What you have to do
Search the records for the string "Environment" and copy every line in which it appears.

Collected data entries
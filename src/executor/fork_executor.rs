use std::os::fd::{AsRawFd, OwnedFd};

use log::{debug, trace};
use nix::errno::Errno;
use nix::fcntl::OFlag;
use nix::sys::wait::{WaitStatus, waitpid};
use nix::unistd::{ForkResult, Pid, fork, pipe2};

use super::executor::{ExecError, ExecStatus, Executor};
use super::path_resolver::PathResolver;
use super::stage::PreparedStage;
use crate::ast::Pipeline;
use crate::environment::Environment;

/// Runs every stage as its own forked process, connected by pipes.
///
/// All stages are started before the first wait, so they run concurrently.
/// The reported status is the one of the last stage.
pub struct ForkExecutor {
    resolver: PathResolver,
}

impl ForkExecutor {
    pub fn new() -> Self {
        ForkExecutor {
            resolver: PathResolver,
        }
    }

    fn spawn_all(
        &self,
        stages: &[PreparedStage],
        children: &mut Vec<Pid>,
    ) -> Result<(), ExecError> {
        let last = stages.len() - 1;
        // read end of the pipe feeding the next stage
        let mut upstream: Option<OwnedFd> = None;

        for (i, stage) in stages.iter().enumerate() {
            let downstream = if i < last {
                Some(pipe2(OFlag::O_CLOEXEC).map_err(ExecError::Pipe)?)
            } else {
                None
            };

            match unsafe { fork() }.map_err(ExecError::Spawn)? {
                ForkResult::Child => stage.exec_child(
                    upstream.as_ref().map(|fd| fd.as_raw_fd()),
                    downstream.as_ref().map(|(_, write)| write.as_raw_fd()),
                    downstream.as_ref().map(|(read, _)| read.as_raw_fd()),
                ),
                ForkResult::Parent { child } => {
                    debug!("stage {} ({}) started as pid {}", i, stage.program, child);
                    children.push(child);
                    // The child owns its copies now; keep only the read end
                    // for the next stage.
                    upstream = downstream.map(|(read, _write)| read);
                }
            }
        }
        Ok(())
    }
}

impl Default for ForkExecutor {
    fn default() -> Self {
        Self::new()
    }
}

impl Executor for ForkExecutor {
    fn exec(&mut self, pipeline: &Pipeline, env: &mut Environment) -> ExecStatus {
        if pipeline.is_empty() {
            return Ok(0);
        }
        if pipeline.is_assignment_only() {
            for (name, value) in &pipeline.stages()[0].assignments {
                debug!("binding {}={}", name, value);
                env.set(name, value);
            }
            return Ok(0);
        }

        let stages = pipeline
            .stages()
            .iter()
            .map(|command| PreparedStage::prepare(command, env, &self.resolver))
            .collect::<Result<Vec<_>, _>>()?;

        debug!("running {}", pipeline);
        let mut children = Vec::with_capacity(stages.len());
        if let Err(e) = self.spawn_all(&stages, &mut children) {
            // reap whatever already started; their pipes are closed by now
            for &pid in &children {
                let _ = wait_for(pid);
            }
            return Err(e);
        }

        let mut status = Ok(0);
        for &pid in &children {
            let result = wait_for(pid);
            if status.is_ok() {
                status = result;
            }
        }
        status
    }
}

fn wait_for(pid: Pid) -> ExecStatus {
    loop {
        match waitpid(pid, None) {
            Ok(WaitStatus::Exited(_, code)) => {
                debug!("pid {} exited with {}", pid, code);
                return Ok(code);
            }
            Ok(WaitStatus::Signaled(_, signal, _)) => {
                debug!("pid {} killed by {:?}", pid, signal);
                return Ok(128 + signal as i32);
            }
            Ok(other) => trace!("pid {}: {:?}", pid, other),
            Err(Errno::EINTR) => continue,
            Err(source) => {
                return Err(ExecError::Wait {
                    pid: pid.as_raw(),
                    source,
                });
            }
        }
    }
}
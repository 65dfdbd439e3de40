mod lexer;
mod stream;
mod token;

pub use lexer::{ELEMENT_MAX, INPUT_MAX, LexError, Lexer};
pub use stream::TokenStream;
pub use token::{Token, TokenKind};
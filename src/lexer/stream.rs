use super::lexer::{LexError, Lexer};
use super::token::Token;

/// One-token lookahead over a [`Lexer`].
pub struct TokenStream<'a> {
    lexer: Lexer<'a>,
}

impl<'a> TokenStream<'a> {
    /// Primes the stream with the first token of the line.
    pub fn new(mut lexer: Lexer<'a>) -> Result<Self, LexError> {
        lexer.next_token()?;
        Ok(TokenStream { lexer })
    }

    pub fn current(&self) -> &Token {
        self.lexer.current_token()
    }

    pub fn advance(&mut self) -> Result<&Token, LexError> {
        self.lexer.next_token()
    }
}

#[cfg(test)]
mod tests {
    use super::*;
    use crate::environment::Environment;
    use crate::lexer::TokenKind;

    #[test]
    fn test_lookahead_is_stable_until_advance() {
        let env = Environment::default();
        let mut stream = TokenStream::new(Lexer::new("a | b", &env)).unwrap();
        assert_eq!(stream.current().text, "a");
        assert_eq!(stream.current().text, "a");
        assert_eq!(stream.advance().unwrap().kind, TokenKind::Pipe);
        assert_eq!(stream.current().kind, TokenKind::Pipe);
        assert_eq!(stream.advance().unwrap().text, "b");
        assert_eq!(stream.advance().unwrap().kind, TokenKind::EndOfLine);
        assert_eq!(stream.advance().unwrap().kind, TokenKind::EndOfFile);
    }

    #[test]
    fn test_priming_reports_lex_errors() {
        let env = Environment::default();
        assert!(TokenStream::new(Lexer::new("=", &env)).is_err());
    }
}
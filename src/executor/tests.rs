use crate::ast::Pipeline;
use crate::environment::Environment;
use crate::executor::{ExecStatus, Executor};

/// Records every pipeline it is asked to run instead of running it.
pub struct MockExecutor {
    pub pipelines: Vec<Pipeline>,
    pub status: i32,
}

impl MockExecutor {
    pub fn new() -> Self {
        Self {
            pipelines: Vec::new(),
            status: 0,
        }
    }

    pub fn with_status(status: i32) -> Self {
        Self {
            pipelines: Vec::new(),
            status,
        }
    }
}

impl Executor for MockExecutor {
    fn exec(&mut self, pipeline: &Pipeline, _env: &mut Environment) -> ExecStatus {
        self.pipelines.push(pipeline.clone());
        Ok(self.status)
    }
}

Response to this task
use crate::environment::Environment;
    fn exec(&mut self, pipeline: &Pipeline, env: &mut Environment) -> ExecStatus {
    use crate::environment::Environment;
        let env = Environment::default();
        let env = Environment::default();
use crate::environment::Environment;
    fn exec(&mut self, pipeline: &Pipeline, _env: &mut Environment) -> ExecStatus {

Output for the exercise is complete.